Herpesviruses are a significant cause of morbidity and mortality in humans and animals worldwide. Herpes simplex virus (HSV) remains a major global pathogen causing oral and genital infections, blindness, encephalitis, and neonatal infections. The long-term goal of my laboratory is to understand the molecular processes that herpesviruses use to gain entry into host cells. HSV causes lifelong, latent infection for which there is no cure. A better understanding of how HSV interacts with the cell during the initial stages of infection will identify novel intervention strategies and antiviral drug targets. We utilize a combination of cellular, molecular, biochemical, and microscopic approaches to delineate the step-by-step itinerary of the incoming virus.
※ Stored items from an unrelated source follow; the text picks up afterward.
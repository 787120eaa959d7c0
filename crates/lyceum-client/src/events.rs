//! Events published to the UI layer.
//!
//! The messaging module never touches presentation directly: it pushes
//! [`UiEvent`]s into an unbounded channel and whatever front-end owns the
//! receiver decides how to show them.

use std::sync::atomic::{AtomicU64, Ordering};
use std::sync::Arc;
use std::time::Duration;

use serde::Serialize;
use tokio::sync::mpsc;

use lyceum_shared::{NotificationId, UserIdentity};

use crate::view::InboxView;

/// A control the user can trigger, disabled while its request is in flight.
#[derive(Debug, Clone, Copy, Serialize, PartialEq, Eq, Hash)]
#[serde(rename_all = "camelCase")]
pub enum Control {
    SendButton,
    Notification(NotificationId),
    MarkAllRead,
}

#[derive(Debug, Clone, Copy, Serialize, PartialEq, Eq)]
#[serde(rename_all = "camelCase")]
pub enum ToastKind {
    Success,
    Error,
}

#[derive(Debug, Clone, Serialize, PartialEq, Eq)]
#[serde(tag = "type", rename_all = "camelCase")]
pub enum UiEvent {
    IdentityResolved { identity: UserIdentity },
    /// Identity resolution failed; the module will not sync.
    SessionHalted { reason: String },
    Rendered { view: InboxView },
    Busy { active: bool },
    ControlDisabled { control: Control },
    ControlEnabled { control: Control },
    Toast { id: u64, kind: ToastKind, text: String },
    ToastDismissed { id: u64 },
    DraftCleared,
    ValidationFailed { reason: String },
    Alert { text: String },
}

pub type EventSender = mpsc::UnboundedSender<UiEvent>;
pub type EventReceiver = mpsc::UnboundedReceiver<UiEvent>;

pub fn emit_event(tx: &EventSender, event: UiEvent) {
    if let Err(e) = tx.send(event) {
        tracing::warn!(event = ?e.0, "Failed to emit event, UI receiver closed");
    }
}

/// Cloneable handle for publishing UI events, including self-dismissing
/// toasts.
#[derive(Clone)]
pub struct UiEvents {
    tx: EventSender,
    toast_ttl: Duration,
    next_toast: Arc<AtomicU64>,
}

impl UiEvents {
    pub fn new(tx: EventSender, toast_ttl: Duration) -> Self {
        Self {
            tx,
            toast_ttl,
            next_toast: Arc::new(AtomicU64::new(0)),
        }
    }

    pub fn channel(toast_ttl: Duration) -> (Self, EventReceiver) {
        let (tx, rx) = mpsc::unbounded_channel();
        (Self::new(tx, toast_ttl), rx)
    }

    pub fn emit(&self, event: UiEvent) {
        emit_event(&self.tx, event);
    }

    /// Show a toast and schedule its dismissal. Returns the toast id.
    ///
    /// Must be called from within a tokio runtime.
    pub fn toast(&self, kind: ToastKind, text: impl Into<String>) -> u64 {
        let id = self.next_toast.fetch_add(1, Ordering::Relaxed) + 1;
        self.emit(UiEvent::Toast {
            id,
            kind,
            text: text.into(),
        });

        let tx = self.tx.clone();
        let ttl = self.toast_ttl;
        tokio::spawn(async move {
            tokio::time::sleep(ttl).await;
            if tx.send(UiEvent::ToastDismissed { id }).is_err() {
                tracing::debug!(id, "Toast dismissed after UI closed");
            }
        });
        id
    }

    pub fn alert(&self, text: impl Into<String>) {
        self.emit(UiEvent::Alert { text: text.into() });
    }

    pub fn set_control(&self, control: Control, enabled: bool) {
        self.emit(if enabled {
            UiEvent::ControlEnabled { control }
        } else {
            UiEvent::ControlDisabled { control }
        });
    }
}
//! Read/unread toggling and deletion of notifications.
//!
//! Transitions are always sent to the server, even when the local state
//! already matches: both are idempotent there. The local state is never
//! patched; the refresh that follows a successful mutation brings it in.

use std::collections::HashSet;
use std::future::Future;
use std::sync::{Arc, Mutex, PoisonError};

use tracing::{debug, info, warn};

use lyceum_net::{ApiError, SchoolApi};
use lyceum_shared::types::{NotificationId, ReadAction, UserId};

use crate::error::{ClientError, Result};
use crate::events::{Control, UiEvents};
use crate::sync::SyncEngine;

/// Removes a control from the pending set on drop.
struct PendingGuard<'a> {
    pending: &'a Mutex<HashSet<Control>>,
    control: Control,
}

impl<'a> PendingGuard<'a> {
    fn acquire(pending: &'a Mutex<HashSet<Control>>, control: Control) -> Option<Self> {
        let inserted = pending
            .lock()
            .unwrap_or_else(PoisonError::into_inner)
            .insert(control);
        inserted.then_some(Self { pending, control })
    }
}

impl Drop for PendingGuard<'_> {
    fn drop(&mut self) {
        self.pending
            .lock()
            .unwrap_or_else(PoisonError::into_inner)
            .remove(&self.control);
    }
}

pub struct NotificationActions {
    api: Arc<dyn SchoolApi>,
    sync: Arc<SyncEngine>,
    events: UiEvents,
    pending: Mutex<HashSet<Control>>,
}

impl NotificationActions {
    pub fn new(api: Arc<dyn SchoolApi>, sync: Arc<SyncEngine>, events: UiEvents) -> Self {
        Self {
            api,
            sync,
            events,
            pending: Mutex::new(HashSet::new()),
        }
    }

    pub fn is_pending(&self, id: NotificationId) -> bool {
        self.pending
            .lock()
            .unwrap_or_else(PoisonError::into_inner)
            .contains(&Control::Notification(id))
    }

    /// Checkbox handler: checked marks read, unchecked marks unread.
    pub async fn toggle(&self, owner: UserId, id: NotificationId, checked: bool) -> Result<()> {
        self.transition(owner, id, ReadAction::from_checked(checked))
            .await
    }

    pub async fn mark_read(&self, owner: UserId, id: NotificationId) -> Result<()> {
        self.transition(owner, id, ReadAction::MarkRead).await
    }

    pub async fn mark_unread(&self, owner: UserId, id: NotificationId) -> Result<()> {
        self.transition(owner, id, ReadAction::MarkUnread).await
    }

    async fn transition(&self, owner: UserId, id: NotificationId, action: ReadAction) -> Result<()> {
        let current = self
            .sync
            .store()
            .read()
            .await
            .notifications()
            .get(id)
            .map(|n| n.read_state);
        debug!(
            id = %id,
            from = ?current,
            to = ?current.map(|s| s.apply(action)),
            "Notification transition"
        );

        let request = async {
            match action {
                ReadAction::MarkRead => self.api.mark_read(id).await,
                ReadAction::MarkUnread => self.api.mark_unread(id).await,
            }
        };
        self.mutate(owner, Control::Notification(id), request).await
    }

    /// Delete a notification, whatever its read state.
    pub async fn delete(&self, owner: UserId, id: NotificationId) -> Result<()> {
        let request = self.api.delete_notification(id);
        self.mutate(owner, Control::Notification(id), request).await
    }

    pub async fn mark_all_read(&self, owner: UserId) -> Result<()> {
        let request = self.api.mark_all_read(owner);
        self.mutate(owner, Control::MarkAllRead, request).await
    }

    async fn mutate<F>(&self, owner: UserId, control: Control, request: F) -> Result<()>
    where
        F: Future<Output = std::result::Result<(), ApiError>>,
    {
        let Some(_guard) = PendingGuard::acquire(&self.pending, control) else {
            warn!(control = ?control, "Notification action already in flight");
            return Err(ClientError::Busy);
        };
        self.events.set_control(control, false);

        let result = match request.await {
            Ok(()) => {
                info!(control = ?control, "Notification updated");
                if let Err(e) = self.sync.refresh(owner).await {
                    warn!(error = %e, "Refresh after notification update failed");
                }
                Ok(())
            }
            Err(e) => {
                warn!(control = ?control, error = %e, "Notification update failed");
                self.events.alert(format!("Could not update notification: {e}"));
                Err(e.into())
            }
        };

        self.events.set_control(control, true);
        result
    }
}
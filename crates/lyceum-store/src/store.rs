//! The in-memory Conversation Store.
//!
//! The store holds exactly one snapshot: the conversations and
//! notifications of the most recent successful refresh. Snapshots replace
//! each other wholesale, nothing is merged.

use serde::Serialize;
use tracing::debug;

use lyceum_shared::protocol::{Message, Notification};
use lyceum_shared::types::UserId;

use crate::conversations::{group_conversations, Conversation};
use crate::notifications::NotificationList;

/// Raw data of one refresh, before grouping.
#[derive(Debug, Clone)]
pub struct Snapshot {
    pub inbox: Vec<Message>,
    pub notifications: Vec<Notification>,
}

#[derive(Debug, Clone, Default, Serialize, PartialEq, Eq)]
pub struct ConversationStore {
    owner: Option<UserId>,
    conversations: Vec<Conversation>,
    notifications: NotificationList,
    /// Ticket of the snapshot currently held; 0 before the first refresh.
    #[serde(skip)]
    applied_ticket: u64,
}

impl ConversationStore {
    pub fn new() -> Self {
        Self::default()
    }

    /// Replace the contents with `snapshot` unless a snapshot with a newer
    /// ticket has already been applied. Returns whether it was applied.
    pub fn replace_if_newer(&mut self, ticket: u64, me: UserId, snapshot: Snapshot) -> bool {
        if ticket <= self.applied_ticket {
            debug!(
                ticket,
                applied = self.applied_ticket,
                "Discarding stale snapshot"
            );
            return false;
        }

        self.owner = Some(me);
        self.conversations = group_conversations(me, &snapshot.inbox);
        self.notifications = NotificationList::new(snapshot.notifications);
        self.applied_ticket = ticket;
        true
    }

    /// User the current snapshot belongs to; `None` until the first refresh.
    pub fn owner(&self) -> Option<UserId> {
        self.owner
    }

    pub fn conversations(&self) -> &[Conversation] {
        &self.conversations
    }

    pub fn conversation_with(&self, counterpart: UserId) -> Option<&Conversation> {
        self.conversations
            .iter()
            .find(|c| c.counterpart_id == counterpart)
    }

    pub fn notifications(&self) -> &NotificationList {
        &self.notifications
    }

    pub fn applied_ticket(&self) -> u64 {
        self.applied_ticket
    }

    pub fn is_loaded(&self) -> bool {
        self.applied_ticket > 0
    }
}
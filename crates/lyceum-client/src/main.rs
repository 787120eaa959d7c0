use std::sync::Arc;
use std::time::Duration;

use anyhow::Context;
use tokio::io::{AsyncBufReadExt, BufReader};
use tokio::task::JoinHandle;
use tracing::info;
use tracing_subscriber::EnvFilter;

use lyceum_client::cli::{self, Command};
use lyceum_client::{ClientConfig, MessagingModule, UiEvents};
use lyceum_net::HttpApi;
use lyceum_shared::constants::APP_NAME;

const PRINTER_DRAIN: Duration = Duration::from_millis(200);

#[tokio::main]
async fn main() -> anyhow::Result<()> {
    // Logs go to stderr, stdout belongs to the UI.
    tracing_subscriber::fmt()
        .with_env_filter(EnvFilter::try_from_default_env().unwrap_or_else(|_| {
            EnvFilter::new("lyceum=info,lyceum_client=debug,lyceum_net=info,warn")
        }))
        .with_writer(std::io::stderr)
        .with_target(true)
        .init();

    info!("Starting {} v{}", APP_NAME, env!("CARGO_PKG_VERSION"));

    let config = ClientConfig::from_env();
    info!(?config, "Loaded configuration");

    let api = HttpApi::new(&config.base_url, config.session_cookie.as_deref())
        .context("Failed to build HTTP client")?;

    let (events, rx) = UiEvents::channel(config.toast_dismiss);
    let printer = tokio::spawn(cli::print_events(rx, std::io::stdout()));

    let module = MessagingModule::new(Arc::new(api), &config, events);
    if let Err(e) = module.start().await {
        // Let the halt notice reach the terminal before exiting.
        drop(module);
        drain(printer).await;
        return Err(e).context("Messaging is unavailable for this session");
    }
    println!("{}", cli::HELP);

    let mut lines = BufReader::new(tokio::io::stdin()).lines();
    loop {
        let line = tokio::select! {
            line = lines.next_line() => line.context("Failed to read stdin")?,
            _ = tokio::signal::ctrl_c() => {
                info!("Received Ctrl+C, shutting down");
                break;
            }
        };
        let Some(line) = line else { break };

        match cli::parse(&line) {
            Ok(None) => {}
            Ok(Some(Command::Quit)) => break,
            Ok(Some(command)) => match cli::dispatch(&module, command).await {
                Ok(Some(output)) => println!("{output}"),
                Ok(None) => {}
                Err(e) => println!("Error: {e}"),
            },
            Err(e) => println!("{e}"),
        }
    }

    module.stop();
    drop(module);
    drain(printer).await;
    Ok(())
}

/// Give queued events a moment to reach the terminal. Pending toast timers
/// keep the channel open, so the printer may not finish on its own.
async fn drain(printer: JoinHandle<()>) {
    if tokio::time::timeout(PRINTER_DRAIN, printer).await.is_err() {
        info!("Exiting with toasts still pending");
    }
}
The long-held dogma that herpesviruses enter cells by fusion with the plasma membrane in a pH-independent manner was overturned when we identified a pH-dependent endocytic entry pathway for HSV into epithelial cells. It is now appreciated that herpesviruses utilize acid-dependent pathways in a cell-specific manner. Our current research focuses on the virus-cell interactions needed for two sequential steps in the initiation of infection: penetration of the genome-containing capsid into the cytoplasm and transport of the capsid to the nucleus, the site of herpesviral DNA replication. My lab has shown that to accomplish these steps, HSV engages the two distinct machineries of intracellular degradation: the low pH endosomal-lysosomal pathway and the 26S proteasome system.
Model of the role of the cellular degradation machinery in the initiation of HSV infection. For illustration, nonendocytic (A) and endocytic (B) pathways are shown in a single cell. In neurons (A), the capsid penetrates directly at the plasma membrane. In mucosal epithelial cells (B), HSV is taken up by a lysosome-terminal endosomal pathway. The normal, low pH environment of an endosome serves as a cue for HSV to escape prior to lysosomal degradation. The mildly acidic pH of ~ 5.8 triggers conformational change in envelope glycoprotein B (gB), which is needed for membrane fusion and penetration of the capsid into the cytosol. Regardless of pathway (A, B), the penetrated capsid requires active proteasomes for transport to the nuclear envelope. The virion protein ICP0, which is present in the tegument layer, regulates the proteasome-dependent delivery of capsids.